«Mamma, adesso vivremo qui?» La vocina di Liza tremava, fragile come una foglia d’autunno sospesa al vento.
Svetlana la strinse a sé e osservò la casupola davanti a loro. Era storta, consumata dal tempo, con infissi scrostati e muri che parevano il volto di una persona stanca, incapace ormai di stupirsi della vita.
«Sì, tesoro. Vedrai, con un po’ di ordine e qualche tenda colorata diventerà accogliente e persino bella», rispose, cercando di dare fermezza a una voce che invece tradiva l’ansia.
«Ci credi davvero?» insistette la bambina, fissando le pareti scrostate come pelle bruciata.
«Certo! Lo faremo insieme. E ce la faremo.»
Svetlana rise, ma il suono che ne uscì era amaro, tagliente come vetro spezzato. Era stanca fino all’osso. Sedette sul gradino traballante del portico e sospirò. Quella casa non era il massimo, ma almeno era un rifugio tutto loro. Dopo mesi passati a girovagare da un’amica all’altra, aveva capito che doveva ricominciare da sola.
Aveva contato e ricontato i pochi risparmi rimasti: non sarebbero bastati a cambiare il loro futuro. L’ex marito le aveva lasciato appena qualcosa, come fosse un’elemosina. Ma non importava. A trentacinque anni, non a settanta, era pronta a ricominciare. Quella casetta era la più economica che avesse trovato.
La proprietaria, un’anziana dai modi gentili, chiese:
«Vivete solo voi due?»
«Sì.»
«E il marito? Mi scusi, ma in una casa così piccola senza un uomo è difficile cavarsela.»

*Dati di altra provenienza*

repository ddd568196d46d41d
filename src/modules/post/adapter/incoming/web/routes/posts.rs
use actix_web::{delete, get, post, put, web, Responder};
use serde::Deserialize;
use tracing::error;
use uuid::Uuid;

use crate::modules::auth::adapter::incoming::web::extractors::AuthenticatedUser;
use crate::modules::post::application::ports::incoming::PostError;
use crate::modules::post::application::ports::outgoing::PostData;
use crate::shared::api::ApiResponse;
use crate::shared::validation::{normalize_optional, ValidationErrors};
use crate::AppState;

#[derive(Debug, Deserialize)]
pub struct PostBody {
    pub title: String,
    pub excerpt: Option<String>,
    pub content: String,
    pub image_url: Option<String>,
    pub category: Option<String>,
    #[serde(default)]
    pub tags: Vec<String>,
    #[serde(default)]
    pub featured: bool,
    #[serde(default)]
    pub published: bool,
    pub read_time: Option<String>,
}

fn validate_body(body: PostBody) -> Result<PostData, ValidationErrors> {
    let mut errors = ValidationErrors::new();

    let title = body.title.trim().to_string();
    if title.is_empty() {
        errors.add("title", "Title is required");
    } else if title.len() > 200 {
        errors.add("title", "Title must be less than 200 characters");
    }

    let content = body.content.trim().to_string();
    if content.is_empty() {
        errors.add("content", "Content is required");
    }

    let tags: Vec<String> = body
        .tags
        .iter()
        .map(|t| t.trim().to_string())
        .filter(|t| !t.is_empty())
        .collect();

    if !errors.is_empty() {
        return Err(errors);
    }

    Ok(PostData {
        title,
        excerpt: normalize_optional(body.excerpt.as_deref()),
        content,
        image_url: normalize_optional(body.image_url.as_deref()),
        category: normalize_optional(body.category.as_deref()),
        tags,
        featured: body.featured,
        published: body.published,
        read_time: normalize_optional(body.read_time.as_deref()),
    })
}

#[get("/api/posts")]
pub async fn list_posts_handler(data: web::Data<AppState>) -> impl Responder {
    match data.post.list_published.execute().await {
        Ok(rows) => ApiResponse::success(rows),
        Err(e) => {
            error!("Listing posts failed: {}", e);
            ApiResponse::internal_error()
        }
    }
}

#[get("/api/posts/{id}")]
pub async fn get_post_handler(
    path: web::Path<Uuid>,
    data: web::Data<AppState>,
) -> impl Responder {
    match data.post.get_published.execute(path.into_inner()).await {
        Ok(post) => ApiResponse::success(post),
        Err(PostError::NotFound) => ApiResponse::not_found("POST_NOT_FOUND", "Post not found"),
        Err(e) => {
            error!("Fetching post failed: {}", e);
            ApiResponse::internal_error()
        }
    }
}

/// Admin view: drafts included.
#[get("/api/admin/posts")]
pub async fn list_all_posts_handler(
    _user: AuthenticatedUser,
    data: web::Data<AppState>,
) -> impl Responder {
    match data.post.list_all.execute().await {
        Ok(rows) => ApiResponse::success(rows),
        Err(e) => {
            error!("Listing all posts failed: {}", e);
            ApiResponse::internal_error()
        }
    }
}

#[post("/api/posts")]
pub async fn create_post_handler(
    user: AuthenticatedUser,
    body: web::Json<PostBody>,
    data: web::Data<AppState>,
) -> impl Responder {
    let payload = match validate_body(body.into_inner()) {
        Ok(p) => p,
        Err(errors) => return ApiResponse::validation_failed(errors.to_json()),
    };

    match data.post.create.execute(user.user_id, payload).await {
        Ok(created) => ApiResponse::created(created),
        Err(e) => {
            error!("Creating post failed: {}", e);
            ApiResponse::internal_error()
        }
    }
}

#[put("/api/posts/{id}")]
pub async fn update_post_handler(
    user: AuthenticatedUser,
    path: web::Path<Uuid>,
    body: web::Json<PostBody>,
    data: web::Data<AppState>,
) -> impl Responder {
    let payload = match validate_body(body.into_inner()) {
        Ok(p) => p,
        Err(errors) => return ApiResponse::validation_failed(errors.to_json()),
    };

    match data
        .post
        .update
        .execute(user.user_id, path.into_inner(), payload)
        .await
    {
        Ok(updated) => ApiResponse::success(updated),
        Err(PostError::NotFound) => ApiResponse::not_found("POST_NOT_FOUND", "Post not found"),
        Err(e) => {
            error!("Updating post failed: {}", e);
            ApiResponse::internal_error()
        }
    }
}

#[delete("/api/posts/{id}")]
pub async fn delete_post_handler(
    user: AuthenticatedUser,
    path: web::Path<Uuid>,
    data: web::Data<AppState>,
) -> impl Responder {
    match data
        .post
        .delete
        .execute(user.user_id, path.into_inner())
        .await
    {
        Ok(()) => ApiResponse::no_content(),
        Err(PostError::NotFound) => ApiResponse::not_found("POST_NOT_FOUND", "Post not found"),
        Err(e) => {
            error!("Deleting post failed: {}", e);
            ApiResponse::internal_error()
        }
    }
}
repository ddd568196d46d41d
pub mod experiences;
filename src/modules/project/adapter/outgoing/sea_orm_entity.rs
use sea_orm::entity::prelude::*;
use serde::{Deserialize, Serialize};

#[derive(Clone, Debug, PartialEq, Eq, DeriveEntityModel, Serialize, Deserialize)]
#[sea_orm(table_name = "projects")]
pub struct Model {
    #[sea_orm(primary_key, column_type = "Uuid")]
    pub id: Uuid,

    #[sea_orm(column_name = "user_id", column_type = "Uuid")]
    pub user_id: Uuid,

    #[sea_orm(column_type = "Text", string_len = 150)]
    pub title: String,

    #[sea_orm(column_type = "Text")]
    pub description: String,

    #[sea_orm(column_type = "Text", nullable)]
    pub github_url: Option<String>,

    #[sea_orm(column_type = "Text", nullable)]
    pub demo_url: Option<String>,

    #[sea_orm(column_type = "Text", nullable)]
    pub image_url: Option<String>,

    #[sea_orm(column_type = "JsonBinary")]
    pub technologies: Vec<String>,

    // completed | in-progress | planned (free-form, defaulted in the schema)
    #[sea_orm(column_type = "Text", string_len = 50)]
    pub status: String,

    pub featured: bool,

    pub github_stars: i32,

    pub github_forks: i32,

    pub order_index: i32,

    #[sea_orm(column_type = "TimestampWithTimeZone")]
    pub created_at: DateTimeWithTimeZone,

    #[sea_orm(column_type = "TimestampWithTimeZone")]
    pub updated_at: DateTimeWithTimeZone,
}

#[derive(Copy, Clone, Debug, EnumIter, DeriveRelation)]
pub enum Relation {
    #[sea_orm(
        belongs_to = "crate::modules::auth::adapter::outgoing::sea_orm_entity::Entity",
        from = "Column::UserId",
        to = "crate::modules::auth::adapter::outgoing::sea_orm_entity::Column::Id",
        on_update = "Cascade",
        on_delete = "Cascade"
    )]
    Users,
}

impl Related<crate::modules::auth::adapter::outgoing::sea_orm_entity::Entity> for Entity {
    fn to() -> RelationDef {
        Relation::Users.def()
    }
}

impl ActiveModelBehavior for ActiveModel {}
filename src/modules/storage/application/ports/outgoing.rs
use async_trait::async_trait;
use thiserror::Error;

#[derive(Debug, Error, Clone, PartialEq, Eq)]
pub enum SignUrlError {
    #[error("access to the bucket was denied")]
    AccessDenied,
    #[error("bucket does not exist")]
    BucketNotFound,
    #[error("storage credentials are misconfigured")]
    Configuration,
    #[error("storage infrastructure error")]
    Infrastructure,
}

#[async_trait]
pub trait ObjectStore: Send + Sync {
    /// Returns a time-limited URL the client PUTs the file to.
    async fn signed_put_url(
        &self,
        bucket: &str,
        object_key: &str,
        content_type: &str,
    ) -> Result<String, SignUrlError>;
}
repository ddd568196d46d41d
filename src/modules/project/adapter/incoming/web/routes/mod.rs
pub mod projects;
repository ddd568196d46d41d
pub mod featured_skill_service;
pub mod skill_service;

pub use featured_skill_service::FeaturedSkillService;
pub use skill_service::SkillService;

Svetlana avrebbe voluto evitare la risposta, ma Liza sbottò:
«Lui ci ha mandate via. Non gli serviamo più.»
La donna sospirò:
«Gli uomini… quante ferite lasciano dietro di sé. Va bene, vi faccio uno sconto. Anch’io, tanti anni fa, sono andata via senza nulla. Vedrà che riuscirete a sistemare la casa.»
Le lacrime di gratitudine le offuscarono gli occhi: c’erano ancora persone buone al mondo.
Il giorno dopo, con Liza, comprò tende floreali a poco prezzo e una tovaglia a pois. Si misero al lavoro per trasformare quella casetta dimenticata in un vero nido. La sera, stanche ma felici, ammirarono il risultato: le tende portavano vita alle finestre e la tovaglia bianca sul vecchio tavolo brillava come la prima neve, piena di promesse.
«Mamma, siamo delle vere maghe!» esclamò Liza.
«È vero! E ora ci meritiamo non solo un po’ di riposo, ma anche una cena gustosa», rise Svetlana.
In poche settimane la casa cambiò volto. Ma restava un problema enorme: l’asilo per Liza era introvabile e lei doveva iniziare a lavorare subito.
Decise di accettare qualsiasi impiego, purché le permettesse di avere tempo per la bambina. Un giorno, correndo tra le vie della città, notò un cartello: “Cercasi cameriere”. Entrò speranzosa.
«Abbiamo già chiuso le assunzioni», le disse un giovane con tono gentile. Sul petto portava un badge: Amministratore Dimitrij.
Stava già per andarsene, quando lui la fermò:
«Aspetti. Abbiamo urgente bisogno di una lavapiatti. Non era previsto, ma se vuole può provare. Lo stipendio è dignitoso e le mance si dividono equamente.»
Svetlana non aveva mai pensato di ridursi a lavare stoviglie. Ma la cucina era pulita, moderna, organizzata. E soprattutto, non c’era spazio per l’orgoglio: c’era da sopravvivere.
Da lì iniziò una nuova vita. Conobbe Valentina Pavlovna, una donna sola e affettuosa che si prese cura di Liza come una nonna, e scoprì che anche un lavoro umile poteva ridarle dignità. La gentilezza dei colleghi, le piccole attenzioni e la presenza di Dimitrij divennero la sua forza.
E quando, una sera, durante una festa importante, un invitato crollò a terra per un attacco cardiaco, fu proprio Svetlana, la lavapiatti emarginata, a salvarlo grazie alla sua esperienza di dottoressa. Quel gesto cambiò tutto. Non solo riottenne il suo onore e la sua carriera, ma trovò anche una nuova famiglia, una nuova casa e un amore sincero.
Perché a volte la vita ti mette davanti a un lavandino colmo di piatti… solo per ricordarti che non hai smesso di essere capace di guarire, ricostruire e ricominciare.